Problem statement » The lines from the start of the records through the one containing "fn fmt(&self, f: &mut" are to be transcribed exactly, and nothing else.

Information »
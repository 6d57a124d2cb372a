//! Values that flow through one iteration of a chain run
//!
//! Everything here is created, consumed and dropped inside a single loop
//! iteration. Nothing is shared between concurrent runs.

use serde::{Deserialize, Deserializer, Serialize};
use std::fmt;

/// Who is answering; checked at the entry point and echoed in every submission
#[derive(Clone, PartialEq, Eq, Serialize, Deserialize)]
pub struct SubmitterIdentity {
    pub email: String,
    pub secret: String,
}

impl SubmitterIdentity {
    pub fn new<E: Into<String>, S: Into<String>>(email: E, secret: S) -> Self {
        Self {
            email: email.into(),
            secret: secret.into(),
        }
    }
}

impl fmt::Debug for SubmitterIdentity {
    fn fmt(&self, f: &mut fmt::Formatter<'_>) -> fmt::Result {
        f.debug_struct("SubmitterIdentity")
            .field("email", &self.email)
            .field("secret", &"***")
            .finish()
    }
}

/// One loop iteration's position in the chain
#[derive(Debug, Clone, PartialEq, Eq)]
pub struct QuizStep {
    pub url: String,
    /// 1-based, strictly increasing within a run
    pub attempt_index: u32,
}

/// A rendered quiz page
#[derive(Debug, Clone, PartialEq, Eq, Default)]
pub struct PageSnapshot {
    pub raw_markup: String,
    pub question_text: String,
}

impl PageSnapshot {
    pub fn new<M: Into<String>, Q: Into<String>>(raw_markup: M, question_text: Q) -> Self {
        Self {
            raw_markup: raw_markup.into(),
            question_text: question_text.into(),
        }
    }

    /// First `max_chars` characters of the question, for log lines
    pub fn question_preview(&self, max_chars: usize) -> String {
        self.question_text.chars().take(max_chars).collect()
    }
}

/// Input to exactly one solver invocation
///
/// Solvers only ever see `&SolveRequest`.
#[derive(Debug, Clone, PartialEq, Eq)]
pub struct SolveRequest {
    pub question_text: String,
    pub origin_url: String,
    pub page_snapshot: PageSnapshot,
    pub submitter_identity: SubmitterIdentity,
}

impl SolveRequest {
    pub fn new(
        origin_url: impl Into<String>,
        page_snapshot: PageSnapshot,
        submitter_identity: SubmitterIdentity,
    ) -> Self {
        Self {
            question_text: page_snapshot.question_text.clone(),
            origin_url: origin_url.into(),
            page_snapshot,
            submitter_identity,
        }
    }

    /// Markup of the page the question came from
    pub fn markup(&self) -> &str {
        &self.page_snapshot.raw_markup
    }

    pub fn email(&self) -> &str {
        &self.submitter_identity.email
    }
}

/// The grading server's answer to a submission
#[derive(Debug, Clone, PartialEq, Eq, Serialize, Deserialize)]
pub struct Verdict {
    #[serde(rename = "correct", default)]
    pub is_correct: bool,
    /// An empty string on the wire is treated as absent
    #[serde(
        rename = "url",
        default,
        deserialize_with = "empty_as_none",
        skip_serializing_if = "Option::is_none"
    )]
    pub next_url: Option<String>,
    #[serde(default, skip_serializing_if = "Option::is_none")]
    pub reason: Option<String>,
}

impl Verdict {
    /// Negative verdict produced locally when a submission could not be graded
    pub fn rejected<S: Into<String>>(reason: S) -> Self {
        Self {
            is_correct: false,
            next_url: None,
            reason: Some(reason.into()),
        }
    }

    pub fn correct() -> Self {
        Self {
            is_correct: true,
            next_url: None,
            reason: None,
        }
    }

    pub fn with_next_url<S: Into<String>>(mut self, url: S) -> Self {
        let url = url.into();
        self.next_url = if url.trim().is_empty() { None } else { Some(url) };
        self
    }

    pub fn with_reason<S: Into<String>>(mut self, reason: S) -> Self {
        self.reason = Some(reason.into());
        self
    }
}

fn empty_as_none<'de, D>(deserializer: D) -> Result<Option<String>, D::Error>
where
    D: Deserializer<'de>,
{
    let value: Option<String> = Option::deserialize(deserializer)?;
    Ok(value.filter(|url| !url.trim().is_empty()))
}

/// Overall result of a chain run
#[derive(Debug, Clone, Copy, PartialEq, Eq, Serialize, Deserialize)]
#[serde(rename_all = "lowercase")]
pub enum ChainStatus {
    Success,
    Error,
}

/// Why a chain run stopped
#[derive(Debug, Clone, Copy, PartialEq, Eq, Hash, Serialize, Deserialize)]
#[serde(rename_all = "snake_case")]
pub enum Termination {
    /// Last verdict was correct and carried no next URL
    Completed,
    /// Last verdict was incorrect and carried no next URL
    Stalled,
    /// The loop ran `max_attempts` times without a terminal verdict
    AttemptCeiling,
    /// A page could not be rendered
    FetchFailed,
    /// The start URL was unusable
    InvalidInput,
    /// Credentials did not match; the chain never started
    AccessDenied,
    /// A fault escaped a component boundary and was caught at the top
    Internal,
}

/// The only value a chain run hands back to its caller
#[derive(Debug, Clone, PartialEq, Eq, Serialize, Deserialize)]
pub struct ChainOutcome {
    pub status: ChainStatus,
    #[serde(default, skip_serializing_if = "Option::is_none")]
    pub message: Option<String>,
    pub attempts: u32,
    pub termination: Termination,
}

impl ChainOutcome {
    pub fn success(attempts: u32) -> Self {
        Self {
            status: ChainStatus::Success,
            message: None,
            attempts,
            termination: Termination::Completed,
        }
    }

    pub fn error<S: Into<String>>(termination: Termination, message: S, attempts: u32) -> Self {
        Self {
            status: ChainStatus::Error,
            message: Some(message.into()),
            attempts,
            termination,
        }
    }

    pub fn is_success(&self) -> bool {
        self.status == ChainStatus::Success
    }
}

Exercise answer »
repository 6d57a124d2cb372a
//! Values that flow through one iteration of a chain run
//!
//! Everything here is created, consumed and dropped inside a single loop
//! iteration. Nothing is shared between concurrent runs.

use serde::{Deserialize, Deserializer, Serialize};
use std::fmt;

/// Who is answering; checked at the entry point and echoed in every submission
#[derive(Clone, PartialEq, Eq, Serialize, Deserialize)]
pub struct SubmitterIdentity {
    pub email: String,
    pub secret: String,
}

impl SubmitterIdentity {
    pub fn new<E: Into<String>, S: Into<String>>(email: E, secret: S) -> Self {
        Self {
            email: email.into(),
            secret: secret.into(),
        }
    }
}

impl fmt::Debug for SubmitterIdentity {
    fn fmt(&self, f: &mut fmt::Formatter<'_>) -> fmt::Result {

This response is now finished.